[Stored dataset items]
==================================================

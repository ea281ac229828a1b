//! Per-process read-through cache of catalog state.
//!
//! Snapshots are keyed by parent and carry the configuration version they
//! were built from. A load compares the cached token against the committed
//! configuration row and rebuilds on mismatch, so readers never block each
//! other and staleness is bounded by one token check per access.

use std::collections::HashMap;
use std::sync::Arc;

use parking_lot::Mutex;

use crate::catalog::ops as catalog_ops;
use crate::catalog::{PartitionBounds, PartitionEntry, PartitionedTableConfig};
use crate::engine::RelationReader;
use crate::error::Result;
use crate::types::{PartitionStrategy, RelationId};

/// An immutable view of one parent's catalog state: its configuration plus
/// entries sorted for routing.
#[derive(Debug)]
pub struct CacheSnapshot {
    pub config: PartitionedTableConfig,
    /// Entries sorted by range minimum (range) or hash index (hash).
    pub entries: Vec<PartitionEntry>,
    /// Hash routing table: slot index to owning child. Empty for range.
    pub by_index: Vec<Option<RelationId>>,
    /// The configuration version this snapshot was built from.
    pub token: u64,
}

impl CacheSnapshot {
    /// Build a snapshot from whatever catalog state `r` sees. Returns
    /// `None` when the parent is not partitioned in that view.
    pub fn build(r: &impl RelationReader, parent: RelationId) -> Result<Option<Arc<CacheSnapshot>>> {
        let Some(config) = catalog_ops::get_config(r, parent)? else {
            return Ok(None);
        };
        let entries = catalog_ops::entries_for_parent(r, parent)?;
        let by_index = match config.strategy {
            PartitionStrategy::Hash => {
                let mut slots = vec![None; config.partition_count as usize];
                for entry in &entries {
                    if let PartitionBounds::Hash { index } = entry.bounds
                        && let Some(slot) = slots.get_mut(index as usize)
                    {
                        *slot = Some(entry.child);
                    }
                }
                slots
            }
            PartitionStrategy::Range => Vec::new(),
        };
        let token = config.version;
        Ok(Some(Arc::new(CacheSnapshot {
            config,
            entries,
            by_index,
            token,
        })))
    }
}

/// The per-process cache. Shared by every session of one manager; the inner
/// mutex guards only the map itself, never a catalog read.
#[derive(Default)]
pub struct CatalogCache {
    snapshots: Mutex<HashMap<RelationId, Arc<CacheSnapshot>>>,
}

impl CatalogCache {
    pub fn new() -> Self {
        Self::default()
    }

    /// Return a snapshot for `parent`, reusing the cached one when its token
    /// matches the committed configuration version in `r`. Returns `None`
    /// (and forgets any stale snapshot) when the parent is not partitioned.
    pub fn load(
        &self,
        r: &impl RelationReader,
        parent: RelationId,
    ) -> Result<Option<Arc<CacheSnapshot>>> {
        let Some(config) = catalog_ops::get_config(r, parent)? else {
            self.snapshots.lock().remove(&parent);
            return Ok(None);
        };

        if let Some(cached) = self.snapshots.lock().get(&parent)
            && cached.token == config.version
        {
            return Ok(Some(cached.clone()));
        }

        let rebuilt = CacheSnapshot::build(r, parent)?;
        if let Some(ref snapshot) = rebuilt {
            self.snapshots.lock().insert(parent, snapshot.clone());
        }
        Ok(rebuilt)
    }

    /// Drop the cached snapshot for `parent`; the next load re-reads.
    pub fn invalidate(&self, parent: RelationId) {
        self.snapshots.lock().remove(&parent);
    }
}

==================================================

#### TASK
Would you repeat each of the lines above exactly?

#### ANSWER TO THE PROBLEM
repository ea281ac229828a1b
//! Per-process read-through cache of catalog state.
//!
//! Snapshots are keyed by parent and carry the configuration version they
//! were built from. A load compares the cached token against the committed
//! configuration row and rebuilds on mismatch, so readers never block each
//! other and staleness is bounded by one token check per access.

use std::collections::HashMap;
use std::sync::Arc;

use parking_lot::Mutex;

use crate::catalog::ops as catalog_ops;
use crate::catalog::{PartitionBounds, PartitionEntry, PartitionedTableConfig};
use crate::engine::RelationReader;
use crate::error::Result;
use crate::types::{PartitionStrategy, RelationId};

/// An immutable view of one parent's catalog state: its configuration plus
/// entries sorted for routing.
#[derive(Debug)]
pub struct CacheSnapshot {
    pub config: PartitionedTableConfig,
    /// Entries sorted by range minimum (range) or hash index (hash).
    pub entries: Vec<PartitionEntry>,
    /// Hash routing table: slot index to owning child. Empty for range.
    pub by_index: Vec<Option<RelationId>>,
    /// The configuration version this snapshot was built from.
    pub token: u64,
}

impl CacheSnapshot {
    /// Build a snapshot from whatever catalog state `r` sees. Returns
    /// `None` when the parent is not partitioned in that view.
    pub fn build(r: &impl RelationReader, parent: RelationId) -> Result<Option<Arc<CacheSnapshot>>> {
        let Some(config) = catalog_ops::get_config(r, parent)? else {
            return Ok(None);
        };
        let entries = catalog_ops::entries_for_parent(r, parent)?;
        let by_index = match config.strategy {
            PartitionStrategy::Hash => {
                let mut slots = vec![None; config.partition_count as usize];
                for entry in &entries {
                    if let PartitionBounds::Hash { index } = entry.bounds
                        && let Some(slot) = slots.get_mut(index as usize)
                    {
                        *slot = Some(entry.child);
                    }
                }
                slots
            }
            PartitionStrategy::Range => Vec::new(),
        };
        let token = config.version;
        Ok(Some(Arc::new(CacheSnapshot {
            config,
            entries,
            by_index,
            token,
        })))
    }
}

/// The per-process cache. Shared by every session of one manager; the inner
/// mutex guards only the map itself, never a catalog read.
#[derive(Default)]
pub struct CatalogCache {
    snapshots: Mutex<HashMap<RelationId, Arc<CacheSnapshot>>>,
}

impl CatalogCache {
    pub fn new() -> Self {
        Self::default()
    }

    /// Return a snapshot for `parent`, reusing the cached one when its token
    /// matches the committed configuration version in `r`. Returns `None`
    /// (and forgets any stale snapshot) when the parent is not partitioned.
    pub fn load(
        &self,
        r: &impl RelationReader,
        parent: RelationId,
    ) -> Result<Option<Arc<CacheSnapshot>>> {
        let Some(config) = catalog_ops::get_config(r, parent)? else {
            self.snapshots.lock().remove(&parent);
            return Ok(None);
        };

        if let Some(cached) = self.snapshots.lock().get(&parent)
            && cached.token == config.version
        {
            return Ok(Some(cached.clone()));
        }

        let rebuilt = CacheSnapshot::build(r, parent)?;
        if let Some(ref snapshot) = rebuilt {
            self.snapshots.lock().insert(parent, snapshot.clone());
        }
        Ok(rebuilt)
    }

    /// Drop the cached snapshot for `parent`; the next load re-reads.
    pub fn invalidate(&self, parent: RelationId) {
        self.snapshots.lock().remove(&parent);
    }
}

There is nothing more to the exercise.